Dompter le Léviathan
Pour le lobby juif américain, c’est en même temps la meilleure et la pire des époques
Kevin Kallangher

on The Economist.com, 15 mars 2007

http://www.economist.com/world/na/PrinterFriendly.cfm?story_id=8861497

[L’illustration de cet article de The Economist montre le lobby juif sous la forme d’une baleine géante, identifiée par l’étoile de David, assiégée au milieu d’une mer agitée par de petits bateaux baleiniers. J’ai une grande sympathie et de l’admiration pour les véritables géantes des mers, mais cette baleine-ci (bien humaine, pour le coup) doit être harponnée et dépecée avant qu’elle ne nous dépèce, tous autant que nous sommes… Jeffrey Blankfort]

Cette semaine a connu un énième rappel du pouvoir terrifiant « du lobby ». L’American Israel Public Affairs Committee (Aipac) a amené plus de 6 000 activistes à Washington à l’occasion de sa conférence annuelle. Et ils se sont attelés à se montrer à la hauteur des pires craintes de leurs détracteurs.

Ils ont écouté les allocutions des quatre personnes les plus puissantes sur Capitol Hill – Nancy Pelosi et John Boehner de la Chambre des Représentants, Harry Reid et Mitch McConnell du Sénat – ainsi que le vice-président (Dick Cheney) (qui a intitulé son speech « Les Etats-Unis et Israël : Unis, nous tenons bon ») et autres prestigieux détenteurs de pouvoir. Plusieurs candidats à la présidentielle jouant en première division ont organisé des réceptions particulières.

Le roulage de mécaniques fut presque égalé par un étalage d’efficacité exaspérante. Il y avait des cabines pour les « badges d’accès », des cabines pour les « problèmes se posant éventuellement aux délégués désireux d’assister au banquet » et des cabines pleines de jeunes gens serviables. La seule note discordante fut jouée par un groupe d’une douzaine de protestataires – des juifs barbus, portant papillotes et vêtus de lourds manteaux noirs – portant des pancartes où était inscrit : « Arrêtez l’Aipac », « La Torah interdit aux juifs de dicter toute politique étrangère » et « Le judaïsme rejette l’Etat d’Israël ».

Les lobbyistes avaient toutes les raisons d’être fiers de leur travail.
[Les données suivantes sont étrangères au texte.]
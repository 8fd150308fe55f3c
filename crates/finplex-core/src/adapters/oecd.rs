//! OECD SDMX data API.
//!
//! Series are requested as SDMX-CSV and read by column name (`REF_AREA`,
//! `TIME_PERIOD`, `OBS_VALUE`), so extra dimension columns are ignored.
//! Observation periods (`2023`, `2023-Q2`, `2023-05`) resolve to the first day
//! of the period.

use std::marker::PhantomData;
use std::sync::Arc;

use serde::{Deserialize, Serialize};
use serde_json::{json, Value};
use tracing::debug;

use crate::adapters::{fetch_body, throttle};
use crate::domain::IsoDate;
use crate::fetcher::{records_into, FetchError, FetchFuture, FetchOptions, Fetcher, PlainCredentials, RawRecord};
use crate::http_client::{HttpClient, HttpRequest};
use crate::provider::Provider;
use crate::provider_policy::ProviderPolicy;
use crate::registry::ProviderContext;
use crate::schema::{Data, Field, FieldKind, Params, QueryParams, Schema, SchemaModel};
use crate::standard_models::{
    GdpForecast, GdpForecastQuery, GdpKind, GdpNominal, GdpNominalQuery, GdpReal, GdpRealQuery, GdpUnits,
    GdpValueData, Period, StandardModel,
};
use crate::throttling::ThrottlingQueue;
use crate::ValidationError;

const PROVIDER: &str = "oecd";
const BASE_URL: &str = "https://sdmx.oecd.org/public/rest/data";
const SDMX_CSV: &str = "application/vnd.sdmx.data+csv; charset=utf-8";
const DEFAULT_COUNTRY: &str = "united_states";

/// Country names accepted by the `country` parameter and their ISO 3166 alpha-3 codes.
/// `all` maps to the SDMX wildcard.
const COUNTRIES: &[(&str, &str)] = &[
    ("all", ""),
    ("australia", "AUS"),
    ("brazil", "BRA"),
    ("canada", "CAN"),
    ("china", "CHN"),
    ("france", "FRA"),
    ("germany", "DEU"),
    ("india", "IND"),
    ("italy", "ITA"),
    ("japan", "JPN"),
    ("korea", "KOR"),
    ("mexico", "MEX"),
    ("spain", "ESP"),
    ("united_kingdom", "GBR"),
    ("united_states", "USA"),
];

pub fn load(context: &ProviderContext) -> Result<Provider, ValidationError> {
    let policy = ProviderPolicy::oecd_default();
    let client = OecdClient::new(Arc::clone(&context.http_client), &policy);
    Provider::builder(PROVIDER)
        .description("Organisation for Economic Co-operation and Development statistics.")
        .website("https://data-explorer.oecd.org")
        .policy(policy)
        .fetcher(GdpForecast::NAME, OecdGdpForecastFetcher::new(client.clone()))
        .fetcher(GdpNominal::NAME, OecdGdpNominalFetcher::new(client.clone()))
        .fetcher(GdpReal::NAME, OecdGdpRealFetcher::new(client))
        .build()
}

fn country_code(country: &str) -> Result<&'static str, ValidationError> {
    let normalized = country.trim().to_ascii_lowercase().replace([' ', '-'], "_");
    COUNTRIES
        .iter()
        .find(|(name, _)| *name == normalized)
        .map(|(_, code)| *code)
        .ok_or_else(|| ValidationError::InvalidValue {
            field: String::from("country"),
            message: format!(
                "unknown country '{country}'; choose one of: {}",
                COUNTRIES.iter().map(|(name, _)| *name).collect::<Vec<_>>().join(", ")
            ),
        })
}

fn country_name(code: &str) -> String {
    COUNTRIES
        .iter()
        .find(|(_, known)| !known.is_empty() && known.eq_ignore_ascii_case(code))
        .map_or_else(|| code.to_owned(), |(name, _)| (*name).to_owned())
}

fn default_country() -> String {
    DEFAULT_COUNTRY.to_owned()
}

fn country_field() -> Field {
    Field::optional("country", FieldKind::String, "Country to get GDP for, or 'all'.")
        .default_value(DEFAULT_COUNTRY)
}

/// Transport shared by the GDP fetchers.
#[derive(Clone)]
pub struct OecdClient {
    http_client: Arc<dyn HttpClient>,
    throttling: ThrottlingQueue,
}

impl OecdClient {
    pub fn new(http_client: Arc<dyn HttpClient>, policy: &ProviderPolicy) -> Self {
        Self {
            http_client,
            throttling: ThrottlingQueue::from_policy(policy),
        }
    }

    /// Fetches one dataflow key as SDMX-CSV and returns `{date, value, country}` rows.
    async fn get_series(
        &self,
        series: &str,
        start: Option<IsoDate>,
        end: Option<IsoDate>,
        options: &FetchOptions,
    ) -> Result<Vec<RawRecord>, FetchError> {
        throttle(&self.throttling, PROVIDER)?;
        let mut url = format!("{BASE_URL}/{series}?dimensionAtObservation=AllDimensions");
        if let Some(start) = start {
            url.push_str(&format!("&startPeriod={}", start.into_inner().year()));
        }
        if let Some(end) = end {
            url.push_str(&format!("&endPeriod={}", end.into_inner().year()));
        }
        let request = HttpRequest::get(url.clone())
            .with_header("Accept", SDMX_CSV)
            .with_timeout_ms(options.timeout_ms);
        let body = fetch_body(self.http_client.as_ref(), PROVIDER, &url, request).await?;
        let rows = parse_sdmx_csv(&body)?;
        debug!(provider = PROVIDER, series, rows = rows.len(), "parsed series");
        Ok(rows)
    }
}

fn parse_sdmx_csv(body: &str) -> Result<Vec<RawRecord>, FetchError> {
    let invalid = |error: csv::Error| FetchError::parse(format!("failed to parse oecd response: {error}"));
    if body.trim().is_empty() {
        return Ok(Vec::new());
    }

    let mut reader = csv::ReaderBuilder::new()
        .trim(csv::Trim::All)
        .from_reader(body.as_bytes());
    let headers = reader.headers().map_err(invalid)?.clone();
    let column = |name: &str| {
        headers
            .iter()
            .position(|header| header == name)
            .ok_or_else(|| FetchError::parse(format!("oecd response has no {name} column")))
    };
    let (area, period, value) = (column("REF_AREA")?, column("TIME_PERIOD")?, column("OBS_VALUE")?);

    let mut rows = Vec::new();
    for record in reader.records() {
        let record = record.map_err(invalid)?;
        let date = observation_date(record.get(period).unwrap_or_default())?;
        let value = record
            .get(value)
            .filter(|raw| !raw.is_empty())
            .map(|raw| {
                raw.parse::<f64>()
                    .map_err(|_| FetchError::parse(format!("oecd observation '{raw}' is not a number")))
            })
            .transpose()?;
        let row = json!({
            "date": date.to_string(),
            "value": value,
            "country": country_name(record.get(area).unwrap_or_default()),
        });
        if let Value::Object(row) = row {
            rows.push(row);
        }
    }
    Ok(rows)
}

fn observation_date(raw: &str) -> Result<IsoDate, FetchError> {
    let invalid = || FetchError::parse(format!("unrecognized oecd time period '{raw}'"));
    let (year, rest) = raw.split_once('-').map_or((raw, None), |(year, rest)| (year, Some(rest)));
    let year = year.parse::<i32>().map_err(|_| invalid())?;
    let month = match rest {
        None => 1,
        Some(quarter) if quarter.starts_with('Q') => match quarter[1..].parse::<u8>() {
            Ok(q @ 1..=4) => (q - 1) * 3 + 1,
            _ => return Err(invalid()),
        },
        Some(month) => month.parse::<u8>().map_err(|_| invalid())?,
    };
    IsoDate::from_ymd(year, month, 1).map_err(|_| invalid())
}

/// A GDP query extended with the OECD `country` parameter.
pub trait OecdSeriesQuery: QueryParams {
    fn country(&self) -> &str;

    fn date_range(&self) -> (Option<IsoDate>, Option<IsoDate>);

    /// SDMX `dataflow/key` path for `area` (an ISO3 code, or empty for all areas).
    fn series(&self, area: &str) -> String;
}

macro_rules! oecd_query {
    ($name:ident, $base:ty) => {
        #[derive(Debug, Clone, PartialEq, Serialize, Deserialize)]
        pub struct $name {
            #[serde(flatten)]
            pub base: $base,
            #[serde(default = "default_country")]
            pub country: String,
        }

        impl SchemaModel for $name {
            fn schema() -> Schema {
                Schema::new(
                    stringify!($name),
                    <$base>::fields().into_iter().chain([country_field()]).collect(),
                )
            }

            fn check(&self) -> Result<(), ValidationError> {
                self.base.check()?;
                country_code(&self.country).map(|_| ())
            }
        }

        impl QueryParams for $name {}
    };
}

oecd_query!(OecdGdpNominalQuery, GdpNominalQuery);
oecd_query!(OecdGdpRealQuery, GdpRealQuery);
oecd_query!(OecdGdpForecastQuery, GdpForecastQuery);

fn national_accounts_key(area: &str, units: GdpUnits, price_base: &str) -> String {
    let unit = match units {
        GdpUnits::Usd => "USD_PPP",
        GdpUnits::UsdCap => "USD_PPP_PS",
    };
    format!("OECD.SDD.NAD,DSD_NAMAIN10@DF_TABLE1_EXPENDITURE,1.0/A.{area}.S1..B1GQ._Z..{unit}.{price_base}.N.T0102")
}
Le Congrès compte aujourd’hui plus de membres juifs que jamais par le passé : trente, à la Chambre, et treize – ce qui est remarquable – au Sénat (Il y a aujourd’hui, au Congrès, davantage de juifs que d’épiscopaliens). Les deux partis se font concurrence sur la question de savoir lequel des deux est le plus « entiché » d’Israël. Près des deux tiers des Américains ont de cet endroit une appréciation favorable.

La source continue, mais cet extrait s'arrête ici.